The biggest difference is that the file data is completely different, meaning it was encrypted with a different key. Also, the general purpose bit flag indicates it used Maximum, rather than Normal, compression. Just in case the rest offers any clues, this is a summary of the differences, annotated with the field names provided by the spec.

  • Local file header

    Field Name                UnzipKit Bytes  WinZip Bytes
    general purpose bit flag  01 00           03 00
    last mod file time        B7 54           27 BA
    last mod file date        D1 46           76 44
    
  • File data

    UnzipKit
    37 52 6F F1 31 B6 6E 3D 76 CD 3A 67 0E FF 08 42 C9 4D 61 74 C1 27 DF CB BE 24 41 46 56 60 89 C2 07 97 56 C9 2A 50 80 86 15 E2 62 66 90 77 20
    
    WinZip
    1C 68 5F 1E FF CA 3A 6C D5 B6 01 28 0F 72 83 D9 01 9B BA 87 51 50 1F 66 61 83 43 E8 64 58 B6 ED A6 F0 9B 3B 87 89 70 F2 4F D9 AB 21 6A 6A 06
    
  • Central directory structure

    Field Name                UnzipKit Bytes  WinZip Bytes
    version made by           00 00           14 03
    general purpose bit flag  01 00           03 00
    last mod file time        B7 54           27 BA
    last mod file date        D1 46           76 44
    external file attributes  00 00 00 00     00 00 80 81
    

All of the following fields match 100%:

  • Local file header
    • version to extract
    • compression method
    • crc-32
    • compressed size
    • uncompressed size
    • uncompressed size
    • extra field length
    • file name
  • Central directory structure
    • version needed to extract
    • compression method
    • crc-32
    • compressed size
    • uncompressed size
    • file name length
    • extra field length
    • file comment length
    • disk number start
    • internal file attributes
    • relative offset of local header
    • file name
  • The entire "End of central directory record"
1

There are 1 answers

4
Mark Adler On BEST ANSWER

I'm guessing that the last parameter in your zipOpenNewFileInZip3() call is zero.
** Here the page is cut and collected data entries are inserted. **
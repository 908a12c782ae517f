//! Statistic names.

use std::fmt;
use std::str::FromStr;

use serde::{Deserialize, Serialize};

use crate::error::StatsError;

/// A normalization statistic.
#[derive(Debug, Clone, Copy, PartialEq, Eq, PartialOrd, Ord, Hash, Serialize, Deserialize)]
#[serde(rename_all = "snake_case")]
pub enum StatName {
    /// Mean over time and space.
    Mean,
    /// Population standard deviation over time and space.
    Std,
    /// Mean of the first time difference.
    MeanDiff,
    /// Standard deviation of the first time difference.
    StdDiff,
}

impl StatName {
    /// Every statistic, in accumulation order.
    pub const ALL: [StatName; 4] = [
        StatName::Mean,
        StatName::Std,
        StatName::MeanDiff,
        StatName::StdDiff,
    ];

    /// Statistics written to disk after a run.
    pub const PERSISTED: [StatName; 3] = [StatName::Mean, StatName::Std, StatName::StdDiff];

    /// File and key name.
    pub fn as_str(self) -> &'static str {
        match self {
            StatName::Mean => "mean",
            StatName::Std => "std",
            StatName::MeanDiff => "mean_diff",
            StatName::StdDiff => "std_diff",
        }
    }

    /// Returns `true` for standard-deviation statistics, which pool in the
    /// squared domain.
    pub fn is_squared(self) -> bool {
        self.as_str().starts_with("std")
    }
}

impl fmt::Display for StatName {
    fn fmt(&self, f: &mut fmt::Formatter<'_>) -> fmt::Result {
        f.write_str(self.as_str())
    }
}

impl FromStr for StatName {
    type Err = StatsError;

    fn from_str(s: &str) -> Result<Self, Self::Err> {
        StatName::ALL
            .into_iter()
            .find(|n| n.as_str() == s)
            .ok_or_else(|| StatsError::UnknownStatistic {
                name: s.to_string(),
            })
    }
}
//! Integration tests for the cache store.

use std::cell::Cell;
use std::fs;

use approx::assert_relative_eq;
use fmprep_array::{ArrayCollection, LabeledArray};
use fmprep_cache::{CacheError, CacheStore, UnitKey, UnitOutcome};
use fmprep_calendar::TimePeriod;
use fmprep_stats::{StatName, StatsAccumulator};
use tempfile::tempdir;

fn unit(offset: f64) -> ArrayCollection {
    let values: Vec<f64> = (0..8).map(|v| v as f64 + offset).collect();
    let t2m = LabeledArray::from_vec("T2M", &["t", "y", "x"], &[2, 2, 2], values)
        .unwrap()
        .with_coord("t", vec![946_684_800.0, 946_706_400.0])
        .unwrap()
        .with_coord("y", vec![0.0, 1.0])
        .unwrap()
        .with_coord("x", vec![0.0, 1.0])
        .unwrap();
    let mut c = ArrayCollection::new().with(t2m);
    c.set_attr("collection", "slv");
    c
}

fn key() -> UnitKey {
    UnitKey::new(TimePeriod::month(2000, 1).unwrap()).with_collection("slv")
}

#[test]
fn second_run_skips_without_computing() {
    let dir = tempdir().unwrap();
    let store = CacheStore::new(dir.path());
    let calls = Cell::new(0);
    let compute = || {
        calls.set(calls.get() + 1);
        Ok::<_, CacheError>(unit(0.0))
    };

    let first = store.process_unit("v1", &key(), false, compute).unwrap();
    let UnitOutcome::Written(path) = first else {
        panic!("expected a write, got {first:?}");
    };
    let bytes = fs::read(&path).unwrap();

    let second = store.process_unit("v1", &key(), false, compute).unwrap();
    assert_eq!(second, UnitOutcome::Skipped(path.clone()));
    assert_eq!(calls.get(), 1);
    assert_eq!(fs::read(&path).unwrap(), bytes);
}

#[test]
fn reprocess_rewrites() {
    let dir = tempdir().unwrap();
    let store = CacheStore::new(dir.path());
    store
        .process_unit::<_, CacheError>("v1", &key(), false, || Ok(unit(0.0)))
        .unwrap();
    let out = store
        .process_unit::<_, CacheError>("v1", &key(), true, || Ok(unit(100.0)))
        .unwrap();
    assert!(matches!(out, UnitOutcome::Written(_)));

    let back = store.read_unit("v1", &key()).unwrap();
    assert_relative_eq!(back.get("T2M").unwrap().data()[[0, 0, 0]], 100.0);
}

#[test]
fn empty_compute_writes_nothing() {
    let dir = tempdir().unwrap();
    let store = CacheStore::new(dir.path());
    let out = store
        .process_unit::<_, CacheError>("v1", &key(), false, || Ok(ArrayCollection::new()))
        .unwrap();
    assert_eq!(out, UnitOutcome::Empty);
    assert!(!store.contains("v1", &key()).unwrap());
}

#[test]
fn compute_error_leaves_no_file() {
    let dir = tempdir().unwrap();
    let store = CacheStore::new(dir.path());
    let err = store
        .process_unit("v1", &key(), false, || {
            Err(CacheError::Missing {
                path: "upstream".into(),
            })
        })
        .unwrap_err();
    assert!(matches!(err, CacheError::Missing { .. }));
    assert!(!store.contains("v1", &key()).unwrap());
}

#[test]
fn no_temporary_files_remain() {
    let dir = tempdir().unwrap();
    let store = CacheStore::new(dir.path());
    store
        .process_unit::<_, CacheError>("v1", &key(), false, || Ok(unit(0.0)))
        .unwrap();
    let names: Vec<String> = fs::read_dir(dir.path().join("v1").join("slv"))
        .unwrap()
        .map(|e| e.unwrap().file_name().to_string_lossy().into_owned())
        .collect();
    assert_eq!(names, vec!["2000-01.nc".to_string()]);
}

#[test]
fn list_units_is_chronological() {
    let dir = tempdir().unwrap();
    let store = CacheStore::new(dir.path());
    for m in [3, 1, 2] {
        let k = UnitKey::new(TimePeriod::month(2000, m).unwrap()).with_collection("slv");
        store
            .process_unit::<_, CacheError>("v1", &k, false, || Ok(unit(0.0)))
            .unwrap();
    }
    let keys = store.list_units("v1", Some("slv")).unwrap();
    let periods: Vec<String> = keys.iter().map(|k| k.period().key()).collect();
    assert_eq!(periods, ["2000-01", "2000-02", "2000-03"]);
    assert!(store.list_units("v2", Some("slv")).unwrap().is_empty());
}

#[test]
fn statistics_persist_and_reload() {
    let dir = tempdir().unwrap();
    let store = CacheStore::new(dir.path());
    let mut acc = StatsAccumulator::new();
    acc.add_entry("T2M", unit(0.0).get("T2M").unwrap()).unwrap();

    let paths = store.write_stats("v1", &acc).unwrap();
    assert_eq!(paths.len(), StatName::PERSISTED.len());
    assert!(paths.iter().all(|p| p.is_file()));

    let mean = store.read_stats("v1", StatName::Mean).unwrap();
    assert_relative_eq!(mean.get("T2M").unwrap().data().iter().next().copied().unwrap(), 3.5);
    assert!(matches!(
        store.read_stats("v1", StatName::MeanDiff),
        Err(CacheError::Missing { .. })
    ));
}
It is supposed to be the CRC of the file.

When a compressed entry is encrypted it is preceded by a 12-byte encryption header. That header is composed of 10 or 11 random bytes followed by 2 or 1 bytes of the high end of that file's CRC. The header is then encrypted using the password, and encryption continues from there on the compressed data. (1 vs. 2 bytes is determined by the version of the zip format.) This allows the unzipper to check the password by comparing the end of the decrypted encryption header with the CRC stored in the local header that precedes it.

What is happening with BetterZip and 7Zip is that they are simply not checking the end of the encryption header. They then do not notice that the encryption header does not comply with the specification, and continue to correctly decrypt the compressed data. UnZip and WinZip on the other hand detect the bug.